Football is the most popular sport amongst Somalis. The first football teams in Somalia were established in the 1930s by the Italian colonial authorities. The competitions were basic in structure, and were associated with the anti-colonial movement after WW2. The Somali Youth League (SYL), the nation's first political party, had put together a team of local youth to play against the Italian expatriate teams.

In 1955 -during the Trust Territory of Somalia under Italian administration- was created the first football stadium in Mogadishu: the Coni Stadium, later called Banadir Stadium. The teams that played a Trust Territory of Somalia championship with the stadium inauguration were: "Lavori Publici", "Autoparco", "El Gab", "Sicurezza", "Somali Police FC" and "AS Mogadiscio".

In 1958, the first commissioner for sport in Somalia was also established. The football squad that the SYL had assembled, which would later change its name to Bondhere, won the first several competitions. However, it was not as successful in its early forays against foreign teams. Important countrywide competitions are the Somalia League and Somalia Cup. The Ocean Stars, the national team, is popularly known as the "giant killers" because of its underdog status, and the upsets it has achieved during games against better funded and established teams at continental tournaments. A multi-ethnic squad, Somalia first participated at the Olympic Games in 1972 and has sent athletes to compete in most Summer Olympic Games since then. The equally diverse Somali beach soccer team also represents the country in international beach soccer competitions. In addition, several international footballers such as Mohammed Ahamed Jama, Liban Abdi, Ayub Daud and Abdisalam Ibrahim play in European top leagues. On 17 December 2015, Horseed FC vs Heegan FC became the first association football match to be aired live in Somalia.

==Athletics==
Abdi Bile, one of the most successful athletes from Somalia, won the 1500 m World Championship in 1987, running the fastest final 800 m of any 1,500 meter race in history. He was a two-time Olympian (1984 and 1996) and dominated the event in the late 1980s. Bile was ranked first in the world at the mile distance in 1989. He was World Cup champion in the 1500 m in 1989 and two-time world Grand Prix final champion. Hussein Ahmed Salah, a Somalia-born former long-distance runner from Djibouti, won a bronze medal in the marathon at the 1988 Summer Olympics. He also won silver medals in this event at the 1987 and 1991 World Championships, as well as the 1985 IAAF World Marathon Cup.
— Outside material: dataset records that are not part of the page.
//! Matrix axes, backend descriptors, exclusion records and combinations.

use crate::resolution::Requirement;
use crate::{Error, Result};
use schemars::JsonSchema;
use serde::{Deserialize, Serialize};
use std::collections::{BTreeMap, BTreeSet};
use std::fmt;
use std::sync::Arc;

/// One independent configuration dimension.
#[derive(Debug, Clone, PartialEq, Eq, Serialize, Deserialize, JsonSchema)]
pub struct Axis {
    pub name: String,
    pub values: Vec<String>,
}

impl Axis {
    pub fn new(name: impl Into<String>, values: &[&str]) -> Self {
        Self {
            name: name.into(),
            values: values.iter().map(|v| v.to_string()).collect(),
        }
    }

    pub fn position(&self, value: &str) -> Option<usize> {
        self.values.iter().position(|v| v == value)
    }
}

/// The declared axes, in declaration order.
#[derive(Debug, Clone, PartialEq, Eq)]
pub struct AxisSet {
    axes: Vec<Axis>,
}

impl AxisSet {
    /// Build an axis set, rejecting duplicate or empty axes and values.
    pub fn new(axes: Vec<Axis>) -> Result<Self> {
        let mut seen = BTreeSet::new();
        for axis in &axes {
            if axis.name.trim().is_empty() {
                return Err(Error::Configuration("Axis with empty name".to_string()));
            }
            if !seen.insert(axis.name.as_str()) {
                return Err(Error::Configuration(format!(
                    "Axis '{}' declared more than once",
                    axis.name
                )));
            }
            if axis.values.is_empty() {
                return Err(Error::Configuration(format!(
                    "Axis '{}' has no values",
                    axis.name
                )));
            }
            let mut values = BTreeSet::new();
            for value in &axis.values {
                if !values.insert(value.as_str()) {
                    return Err(Error::Configuration(format!(
                        "Axis '{}' lists value '{}' more than once",
                        axis.name, value
                    )));
                }
            }
        }
        Ok(Self { axes })
    }

    pub fn axes(&self) -> &[Axis] {
        &self.axes
    }

    pub fn len(&self) -> usize {
        self.axes.len()
    }

    pub fn is_empty(&self) -> bool {
        self.axes.is_empty()
    }

    pub fn position(&self, name: &str) -> Option<usize> {
        self.axes.iter().position(|a| a.name == name)
    }

    pub fn get(&self, name: &str) -> Option<&Axis> {
        self.axes.iter().find(|a| a.name == name)
    }

    /// Restrict some axes to a subset of their values, keeping declaration
    /// order of both axes and values.
    pub fn restrict(&self, reduced: &BTreeMap<String, Vec<String>>) -> Result<AxisSet> {
        for (name, values) in reduced {
            let axis = self.get(name).ok_or_else(|| {
                Error::Configuration(format!("Reduced axis '{}' is not a declared axis", name))
            })?;
            if let Some(unknown) = values.iter().find(|v| axis.position(v).is_none()) {
                return Err(Error::Configuration(format!(
                    "Reduced axis '{}' lists undeclared value '{}'",
                    name, unknown
                )));
            }
        }

        let axes = self
            .axes
            .iter()
            .map(|axis| match reduced.get(&axis.name) {
                Some(keep) => Axis {
                    name: axis.name.clone(),
                    values: axis
                        .values
                        .iter()
                        .filter(|v| keep.contains(v))
                        .cloned()
                        .collect(),
                },
                None => axis.clone(),
            })
            .collect();

        AxisSet::new(axes)
    }
}

/// Substitutes one dependency with an alternate implementation when a
/// backend is selected (e.g. a compiled-extension variant).
#[derive(Debug, Clone, PartialEq, Eq, Serialize, Deserialize, JsonSchema)]
pub struct DependencyOverride {
    /// Package being replaced.
    pub package: String,
    /// Replacement requirement.
    #[schemars(with = "String")]
    pub replacement: Requirement,
}

/// Per-backend requirements.
#[derive(Debug, Clone, PartialEq, Eq, Serialize, Deserialize, JsonSchema)]
pub struct BackendDescriptor {
    pub name: String,
    /// Top-level module checked for importability after a build.
    #[serde(default)]
    pub module: Option<String>,
    /// Test tag selecting this backend's tests; defaults to the backend name.
    #[serde(default)]
    pub marker: Option<String>,
    #[serde(default)]
    pub required_services: BTreeSet<String>,
    #[serde(default)]
    pub system_packages: BTreeSet<String>,
    /// Extra dependencies merged into the closure ("extras").
    #[serde(default)]
    #[schemars(with = "Vec<String>")]
    pub dependencies: Vec<Requirement>,
    #[serde(default)]
    pub overrides: Vec<DependencyOverride>,
    /// Oldest supported versions, applied by the min-version matrix.
    #[serde(default)]
    #[schemars(with = "Vec<String>")]
    pub min_versions: Vec<Requirement>,
}

impl BackendDescriptor {
    pub fn new(name: impl Into<String>) -> Self {
        Self {
            name: name.into(),
            module: None,
            marker: None,
            required_services: BTreeSet::new(),
            system_packages: BTreeSet::new(),
            dependencies: Vec::new(),
            overrides: Vec::new(),
            min_versions: Vec::new(),
        }
    }

    pub fn marker(&self) -> &str {
        self.marker.as_deref().unwrap_or(&self.name)
    }

    /// Module to import, `<package>.backends.<name>` unless set explicitly.
    pub fn module(&self, package: &str) -> String {
        self.module
            .clone()
            .unwrap_or_else(|| format!("{}.backends.{}", package, self.name))
    }
}

/// A compiled exclusion rule: one optional value per axis, aligned with the
/// axis declaration order. `None` is a wildcard.
#[derive(Debug, Clone, PartialEq, Eq)]
pub struct ExclusionRule {
    fields: Vec<Option<usize>>,
}

impl ExclusionRule {
    /// Compile a partial record (`axis -> value`) against an axis set.
    ///
    /// Rejects empty rules, unknown axes and undeclared values.
    pub fn compile(axes: &AxisSet, raw: &BTreeMap<String, String>) -> Result<Self> {
        if raw.is_empty() {
            return Err(Error::Configuration(
                "Exclusion rule with no fields would exclude every combination".to_string(),
            ));
        }

        let mut fields = vec![None; axes.len()];
        for (name, value) in raw {
            let position = axes.position(name).ok_or_else(|| {
                Error::Configuration(format!("Exclusion rule names unknown axis '{}'", name))
            })?;
            let value_index = axes.axes()[position].position(value).ok_or_else(|| {
                Error::Configuration(format!(
                    "Exclusion rule value '{}' is not declared on axis '{}'",
                    value, name
                ))
            })?;
            fields[position] = Some(value_index);
        }

        Ok(Self { fields })
    }

    /// True iff every populated field equals the candidate's value.
    pub fn matches(&self, candidate: &[usize]) -> bool {
        self.fields
            .iter()
            .zip(candidate)
            .all(|(field, value)| field.is_none_or(|f| f == *value))
    }

    pub fn populated(&self) -> usize {
        self.fields.iter().filter(|f| f.is_some()).count()
    }
}

/// Which resolution pass produced a combination.
#[derive(Debug, Clone, Copy, PartialEq, Eq, Hash, Serialize, Deserialize)]
#[serde(rename_all = "snake_case")]
pub enum MatrixMode {
    Primary,
    MinVersion,
}

/// One axis assignment.
#[derive(Debug, Clone, PartialEq, Eq, Serialize, Deserialize)]
pub struct Assignment {
    pub axis: String,
    pub value: String,
}

/// `(backend, platform, runtime)` attribution used to tag artifacts.
#[derive(Debug, Clone, PartialEq, Eq, Hash, PartialOrd, Ord, Serialize, Deserialize)]
pub struct ArtifactTag {
    pub backend: String,
    pub platform: String,
    pub runtime: String,
}

impl fmt::Display for ArtifactTag {
    fn fmt(&self, f: &mut fmt::Formatter<'_>) -> fmt::Result {
        write!(f, "{}-{}-{}", self.backend, self.platform, self.runtime)
    }
}

/// One concrete assignment across all axes. Immutable once resolved.
#[derive(Debug, Clone, PartialEq, Eq, Serialize)]
pub struct Combination {
    index: usize,
    mode: MatrixMode,
    assignments: Vec<Assignment>,
    #[serde(skip)]
    value_indices: Vec<usize>,
    backend: Arc<BackendDescriptor>,
    tag: ArtifactTag,
    overrides: Vec<Requirement>,
}

impl Combination {
    pub fn new(
        index: usize,
        mode: MatrixMode,
        assignments: Vec<Assignment>,
        value_indices: Vec<usize>,
        backend: Arc<BackendDescriptor>,
        tag: ArtifactTag,
        overrides: Vec<Requirement>,
    ) -> Self {
        Self {
            index,
            mode,
            assignments,
            value_indices,
            backend,
            tag,
            overrides,
        }
    }

    /// Position in the resolved sequence.
    pub fn index(&self) -> usize {
        self.index
    }

    pub fn mode(&self) -> MatrixMode {
        self.mode
    }

    pub fn assignments(&self) -> &[Assignment] {
        &self.assignments
    }

    pub fn value_indices(&self) -> &[usize] {
        &self.value_indices
    }

    pub fn value(&self, axis: &str) -> Option<&str> {
        self.assignments
            .iter()
            .find(|a| a.axis == axis)
            .map(|a| a.value.as_str())
    }

    pub fn backend(&self) -> &BackendDescriptor {
        &self.backend
    }

    pub fn tag(&self) -> &ArtifactTag {
        &self.tag
    }

    /// Version pins the dependency resolver must lock before anything else.
    pub fn overrides(&self) -> &[Requirement] {
        &self.overrides
    }

    /// Values in axis order, e.g. `(ubuntu-latest, 3.10, postgres)`.
    pub fn values(&self) -> Vec<&str> {
        self.assignments.iter().map(|a| a.value.as_str()).collect()
    }

    pub fn display_name(&self) -> String {
        let values = self.values().join(", ");
        match self.mode {
            MatrixMode::Primary => format!("({})", values),
            MatrixMode::MinVersion => format!("min-version ({})", values),
        }
    }
}

#[cfg(test)]
mod tests {
    use super::*;

    fn axes() -> AxisSet {
        AxisSet::new(vec![
            Axis::new("os", &["linux", "windows"]),
            Axis::new("backend", &["a", "b"]),
        ])
        .unwrap()
    }

    fn rule(pairs: &[(&str, &str)]) -> BTreeMap<String, String> {
        pairs
            .iter()
            .map(|(k, v)| (k.to_string(), v.to_string()))
            .collect()
    }

    #[test]
    fn test_axis_set_rejects_duplicates() {
        let err = AxisSet::new(vec![Axis::new("os", &["linux"]), Axis::new("os", &["macos"])]);
        assert!(err.is_err());

        let err = AxisSet::new(vec![Axis::new("os", &["linux", "linux"])]);
        assert!(err.is_err());

        let err = AxisSet::new(vec![Axis::new("os", &[])]);
        assert!(err.is_err());
    }

    #[test]
    fn test_empty_rule_rejected() {
        let err = ExclusionRule::compile(&axes(), &BTreeMap::new()).unwrap_err();
        assert!(matches!(err, Error::Configuration(_)));
    }

    #[test]
    fn test_rule_with_unknown_axis_rejected() {
        assert!(ExclusionRule::compile(&axes(), &rule(&[("arch", "arm64")])).is_err());
        assert!(ExclusionRule::compile(&axes(), &rule(&[("os", "plan9")])).is_err());
    }

    #[test]
    fn test_partial_rule_is_wildcard_on_other_fields() {
        let r = ExclusionRule::compile(&axes(), &rule(&[("backend", "b")])).unwrap();
        assert_eq!(r.populated(), 1);
        assert!(r.matches(&[0, 1]));
        assert!(r.matches(&[1, 1]));
        assert!(!r.matches(&[0, 0]));
        assert!(!r.matches(&[1, 0]));
    }

    #[test]
    fn test_full_rule_matches_exactly_one() {
        let r = ExclusionRule::compile(&axes(), &rule(&[("os", "windows"), ("backend", "a")]))
            .unwrap();
        assert!(r.matches(&[1, 0]));
        assert!(!r.matches(&[1, 1]));
        assert!(!r.matches(&[0, 0]));
    }

    #[test]
    fn test_restrict_keeps_declaration_order() {
        let mut reduced = BTreeMap::new();
        reduced.insert("backend".to_string(), vec!["b".to_string(), "a".to_string()]);
        reduced.insert("os".to_string(), vec!["windows".to_string()]);

        let restricted = axes().restrict(&reduced).unwrap();
        assert_eq!(restricted.axes()[0].values, vec!["windows"]);
        assert_eq!(restricted.axes()[1].values, vec!["a", "b"]);
    }

    #[test]
    fn test_restrict_rejects_unknown_values() {
        let mut reduced = BTreeMap::new();
        reduced.insert("os".to_string(), vec!["macos".to_string()]);
        assert!(axes().restrict(&reduced).is_err());
    }

    #[test]
    fn test_backend_defaults() {
        let backend = BackendDescriptor::new("duckdb");
        assert_eq!(backend.marker(), "duckdb");
        assert_eq!(backend.module("ibis"), "ibis.backends.duckdb");
    }
}
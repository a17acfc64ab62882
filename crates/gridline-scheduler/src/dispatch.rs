//! Trigger dispatch: one matrix run per trigger, with a newer trigger for the
//! same reference hard-cancelling the older one.

use crate::gate::GateAggregator;
use crate::matrix::MatrixPlan;
use crate::triggers::{GitRef, TriggerEvent, TriggerMatcher};
use chrono::Utc;
use futures::FutureExt;
use gridline_core::config::MatrixConfig;
use gridline_core::events::{
    Event, GateCompletedPayload, JobCompletedPayload, JobStartedPayload, MatrixResolvedPayload,
    TriggerCancelledPayload,
};
use gridline_core::ids::TriggerId;
use gridline_core::job::{GateResult, Job, JobOutcome, JobReport};
use gridline_core::ports::{ArtifactSink, EventBus, JobExecutor};
use gridline_core::{Error, Result};
use std::collections::HashMap;
use std::panic::AssertUnwindSafe;
use std::sync::Arc;
use tokio::sync::Mutex;
use tokio::task::{AbortHandle, JoinHandle, JoinSet};
use tracing::{info, warn};

/// State of an in-flight trigger.
#[derive(Debug)]
struct ActiveTrigger {
    trigger_id: TriggerId,
    abort: AbortHandle,
}

/// Handle to a dispatched trigger.
pub struct TriggerHandle {
    pub trigger_id: TriggerId,
    pub reference: GitRef,
    pub jobs: usize,
    task: JoinHandle<Result<GateResult>>,
}

impl TriggerHandle {
    /// Wait for the gate. Fails with [`Error::Cancelled`] if the trigger was
    /// superseded or cancelled before every job finished.
    pub async fn wait(self) -> Result<GateResult> {
        match self.task.await {
            Ok(result) => result,
            Err(e) if e.is_cancelled() => Err(Error::Cancelled(self.trigger_id.to_string())),
            Err(e) => Err(Error::Internal(format!("Gate task failed: {}", e))),
        }
    }
}

/// Turns trigger events into jobs and gates.
pub struct Dispatcher {
    config: Arc<MatrixConfig>,
    matcher: TriggerMatcher,
    executor: Arc<dyn JobExecutor>,
    sink: Arc<dyn ArtifactSink>,
    event_bus: Arc<dyn EventBus>,
    active: Arc<Mutex<HashMap<GitRef, ActiveTrigger>>>,
}

impl Dispatcher {
    pub fn new(
        config: Arc<MatrixConfig>,
        executor: Arc<dyn JobExecutor>,
        sink: Arc<dyn ArtifactSink>,
        event_bus: Arc<dyn EventBus>,
    ) -> Result<Self> {
        let matcher = TriggerMatcher::new(&config.triggers)?;
        Ok(Self {
            config,
            matcher,
            executor,
            sink,
            event_bus,
            active: Arc::new(Mutex::new(HashMap::new())),
        })
    }

    /// Handle a trigger event.
    ///
    /// Returns `None` when the event is filtered out. Configuration errors,
    /// including an empty matrix, are returned before any job is created.
    pub async fn submit(&self, event: TriggerEvent) -> Result<Option<TriggerHandle>> {
        if !self.matcher.matches(&event) {
            info!(reference = %event.reference, commit = %event.commit, "Trigger filtered out");
            return Ok(None);
        }

        let plan = MatrixPlan::from_config(&self.config)?;
        let trigger_id = TriggerId::new();
        let reference = event.reference.clone();

        let jobs: Vec<Job> = plan
            .combinations()
            .enumerate()
            .map(|(index, combination)| Job::new(trigger_id, index, combination.clone()))
            .collect();
        let job_count = jobs.len();

        self.publish(Event::MatrixResolved(MatrixResolvedPayload {
            trigger_id,
            reference: reference.to_string(),
            commit: event.commit.clone(),
            candidates: plan.candidates(),
            combinations: plan.primary.len(),
            min_version_combinations: plan.min_version.as_ref().map_or(0, |m| m.len()),
            resolved_at: Utc::now(),
        }))
        .await;

        let mut active = self.active.lock().await;

        if let Some(previous) = active.remove(&reference) {
            self.supersede(&reference, previous, Some(trigger_id)).await;
        }

        let task = tokio::spawn(run_trigger(
            trigger_id,
            reference.clone(),
            jobs,
            self.executor.clone(),
            self.sink.clone(),
            self.event_bus.clone(),
            self.active.clone(),
        ));

        active.insert(
            reference.clone(),
            ActiveTrigger {
                trigger_id,
                abort: task.abort_handle(),
            },
        );

        info!(
            trigger = %trigger_id,
            reference = %reference,
            commit = %event.commit,
            jobs = job_count,
            "Trigger dispatched"
        );

        Ok(Some(TriggerHandle {
            trigger_id,
            reference,
            jobs: job_count,
            task,
        }))
    }

    /// Cancel the in-flight trigger for `reference`, if any.
    pub async fn cancel(&self, reference: &GitRef) -> Option<TriggerId> {
        let previous = self.active.lock().await.remove(reference)?;
        let trigger_id = previous.trigger_id;
        self.supersede(reference, previous, None).await;
        Some(trigger_id)
    }

    /// Currently in-flight triggers.
    pub async fn active(&self) -> Vec<(GitRef, TriggerId)> {
        self.active
            .lock()
            .await
            .iter()
            .map(|(r, a)| (r.clone(), a.trigger_id))
            .collect()
    }

    async fn supersede(
        &self,
        reference: &GitRef,
        previous: ActiveTrigger,
        superseded_by: Option<TriggerId>,
    ) {
        // Aborting the gate task drops its JoinSet, which aborts every job.
        previous.abort.abort();
        warn!(
            trigger = %previous.trigger_id,
            reference = %reference,
            superseded_by = ?superseded_by.map(|id| id.to_string()),
            "Trigger cancelled"
        );
        self.publish(Event::TriggerCancelled(TriggerCancelledPayload {
            trigger_id: previous.trigger_id,
            reference: reference.to_string(),
            superseded_by,
            cancelled_at: Utc::now(),
        }))
        .await;
    }

    async fn publish(&self, event: Event) {
        if let Err(e) = self.event_bus.publish(event).await {
            warn!(error = %e, "Failed to publish event");
        }
    }
}

async fn run_trigger(
    trigger_id: TriggerId,
    reference: GitRef,
    jobs: Vec<Job>,
    executor: Arc<dyn JobExecutor>,
    sink: Arc<dyn ArtifactSink>,
    event_bus: Arc<dyn EventBus>,
    active: Arc<Mutex<HashMap<GitRef, ActiveTrigger>>>,
) -> Result<GateResult> {
    let mut set = JoinSet::new();
    for job in jobs {
        set.spawn(run_job(job, executor.clone(), event_bus.clone()));
    }

    let gate = GateAggregator::join(trigger_id, set).await?;

    if let Err(e) = sink.seal(&gate).await {
        warn!(trigger = %trigger_id, error = %e, "Failed to seal trigger artifacts");
    }

    let completed = Event::GateCompleted(GateCompletedPayload {
        trigger_id,
        aggregate: gate.aggregate,
        total: gate.entries.len(),
        failed: gate.failures().count(),
        completed_at: gate.completed_at,
    });
    if let Err(e) = event_bus.publish(completed).await {
        warn!(error = %e, "Failed to publish event");
    }

    let mut active = active.lock().await;
    if active
        .get(&reference)
        .is_some_and(|a| a.trigger_id == trigger_id)
    {
        active.remove(&reference);
    }

    Ok(gate)
}

/// Run one job, converting a panic into a failed report so siblings and the
/// gate are unaffected.
async fn run_job(job: Job, executor: Arc<dyn JobExecutor>, event_bus: Arc<dyn EventBus>) -> JobReport {
    let started_at = Utc::now();
    let trigger_id = job.trigger_id;
    let job_id = job.id;
    let index = job.index;
    let tag = job.tag().clone();
    let name = job.combination.display_name();

    let started = Event::JobStarted(JobStartedPayload {
        trigger_id,
        job_id,
        index,
        tag: tag.clone(),
        started_at,
    });
    if let Err(e) = event_bus.publish(started).await {
        warn!(error = %e, "Failed to publish event");
    }

    let report = match AssertUnwindSafe(executor.run(job)).catch_unwind().await {
        Ok(report) => report,
        Err(_) => JobReport {
            job_id,
            trigger_id,
            index,
            name,
            tag: tag.clone(),
            outcome: JobOutcome::Failed {
                reason: "job executor panicked".to_string(),
            },
            artifacts: Vec::new(),
            started_at,
            finished_at: Utc::now(),
        },
    };

    let completed = Event::JobCompleted(JobCompletedPayload {
        trigger_id,
        job_id,
        index,
        tag,
        outcome: report.outcome.clone(),
        duration_ms: report.duration_ms(),
        completed_at: report.finished_at,
    });
    if let Err(e) = event_bus.publish(completed).await {
        warn!(error = %e, "Failed to publish event");
    }

    report
}
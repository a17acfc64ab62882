//! Configuration file discovery.

use anyhow::{Context, Result, bail};
use gridline_core::config::MatrixConfig;
use std::path::{Path, PathBuf};

const CANDIDATES: &[&str] = &[
    ".gridline/matrix.yaml",
    ".gridline/matrix.yml",
    "gridline.yaml",
    "gridline.yml",
    ".gridline.yaml",
];

/// Resolve the configuration file: an explicit path must exist, otherwise
/// the standard locations are searched relative to the working directory.
pub fn find_config_file(explicit: Option<&Path>) -> Result<PathBuf> {
    find_in(Path::new("."), explicit)
}

fn find_in(root: &Path, explicit: Option<&Path>) -> Result<PathBuf> {
    if let Some(path) = explicit {
        if path.is_file() {
            return Ok(path.to_path_buf());
        }
        bail!("configuration file {} does not exist", path.display());
    }

    CANDIDATES
        .iter()
        .map(|candidate| root.join(candidate))
        .find(|path| path.is_file())
        .with_context(|| {
            format!(
                "no configuration file found; looked for {}",
                CANDIDATES.join(", ")
            )
        })
}

pub fn load(path: &Path) -> Result<MatrixConfig> {
    MatrixConfig::from_file(path).with_context(|| format!("invalid configuration in {}", path.display()))
}

#[cfg(test)]
mod tests {
    use super::*;

    #[test]
    fn test_search_order() {
        let dir = tempfile::tempdir().unwrap();
        assert!(find_in(dir.path(), None).is_err());

        std::fs::write(dir.path().join("gridline.yml"), "package: ibis").unwrap();
        assert_eq!(find_in(dir.path(), None).unwrap(), dir.path().join("gridline.yml"));

        std::fs::create_dir(dir.path().join(".gridline")).unwrap();
        std::fs::write(dir.path().join(".gridline/matrix.yaml"), "package: ibis").unwrap();
        assert_eq!(
            find_in(dir.path(), None).unwrap(),
            dir.path().join(".gridline/matrix.yaml")
        );
    }

    #[test]
    fn test_explicit_path_must_exist() {
        let dir = tempfile::tempdir().unwrap();
        let missing = dir.path().join("nope.yaml");
        assert!(find_in(dir.path(), Some(&missing)).is_err());
    }
}
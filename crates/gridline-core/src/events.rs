//! Lifecycle events.

use crate::axis::ArtifactTag;
use crate::ids::*;
use crate::job::{GateStatus, JobOutcome};
use chrono::{DateTime, Utc};
use serde::{Deserialize, Serialize};
use std::collections::BTreeSet;

/// All events emitted by Gridline.
#[derive(Debug, Clone, Serialize, Deserialize)]
#[serde(tag = "type", rename_all = "snake_case")]
pub enum Event {
    MatrixResolved(MatrixResolvedPayload),
    JobStarted(JobStartedPayload),
    JobCompleted(JobCompletedPayload),
    GateCompleted(GateCompletedPayload),
    TriggerCancelled(TriggerCancelledPayload),
    BuildCompleted(BuildCompletedPayload),
}

impl Event {
    /// Dotted subject used for pattern subscriptions.
    pub fn subject(&self) -> String {
        match self {
            Event::MatrixResolved(p) => format!("matrix.resolved.{}", p.trigger_id),
            Event::JobStarted(p) => format!("trigger.{}.job.{}.started", p.trigger_id, p.job_id),
            Event::JobCompleted(p) => {
                format!("trigger.{}.job.{}.completed", p.trigger_id, p.job_id)
            }
            Event::GateCompleted(p) => format!("trigger.{}.gate.completed", p.trigger_id),
            Event::TriggerCancelled(p) => format!("trigger.{}.cancelled", p.trigger_id),
            Event::BuildCompleted(p) => format!("build.completed.{}", p.build_id),
        }
    }
}

/// Match a subject against a pattern where `*` matches one token and `>`
/// matches the rest.
pub fn subject_matches(pattern: &str, subject: &str) -> bool {
    let mut subject_tokens = subject.split('.');
    for token in pattern.split('.') {
        match token {
            ">" => return subject_tokens.next().is_some(),
            "*" => {
                if subject_tokens.next().is_none() {
                    return false;
                }
            }
            literal => {
                if subject_tokens.next() != Some(literal) {
                    return false;
                }
            }
        }
    }
    subject_tokens.next().is_none()
}

#[derive(Debug, Clone, Serialize, Deserialize)]
pub struct MatrixResolvedPayload {
    pub trigger_id: TriggerId,
    pub reference: String,
    pub commit: String,
    pub candidates: usize,
    pub combinations: usize,
    pub min_version_combinations: usize,
    pub resolved_at: DateTime<Utc>,
}

#[derive(Debug, Clone, Serialize, Deserialize)]
pub struct JobStartedPayload {
    pub trigger_id: TriggerId,
    pub job_id: JobId,
    pub index: usize,
    pub tag: ArtifactTag,
    pub started_at: DateTime<Utc>,
}

#[derive(Debug, Clone, Serialize, Deserialize)]
pub struct JobCompletedPayload {
    pub trigger_id: TriggerId,
    pub job_id: JobId,
    pub index: usize,
    pub tag: ArtifactTag,
    pub outcome: JobOutcome,
    pub duration_ms: u64,
    pub completed_at: DateTime<Utc>,
}

#[derive(Debug, Clone, Serialize, Deserialize)]
pub struct GateCompletedPayload {
    pub trigger_id: TriggerId,
    pub aggregate: GateStatus,
    pub total: usize,
    pub failed: usize,
    pub completed_at: DateTime<Utc>,
}

#[derive(Debug, Clone, Serialize, Deserialize)]
pub struct TriggerCancelledPayload {
    pub trigger_id: TriggerId,
    pub reference: String,
    pub superseded_by: Option<TriggerId>,
    pub cancelled_at: DateTime<Utc>,
}

#[derive(Debug, Clone, Serialize, Deserialize)]
pub struct BuildCompletedPayload {
    pub build_id: BuildId,
    pub backends: BTreeSet<String>,
    pub succeeded: bool,
    #[serde(default, skip_serializing_if = "Option::is_none")]
    pub error: Option<String>,
    pub completed_at: DateTime<Utc>,
}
Many Somalia-born athletes have found success in the diaspora. Mohamed Suleiman, who competes for Qatar, achieved the greatest success of his career when he won the bronze medal in the Barcelona Olympics, becoming the first-ever Olympic medallist for Qatar. Throughout his career, Suleiman ran several Asian records over 1500 m and the mile run. He won the gold medal in the 1500 m representing Asia at the 1992 IAAF World Cup. Suleiman ran for Qatar at two further Olympic Games (in 1996 and 2000) and reached the event finals, although he did not make the podium. Suleiman's younger brothers Nasser and Abdulrahman Suleiman have also competed internationally in middle-distance running – Abdulrahman was the 2002 Asian champion for the 1500 m.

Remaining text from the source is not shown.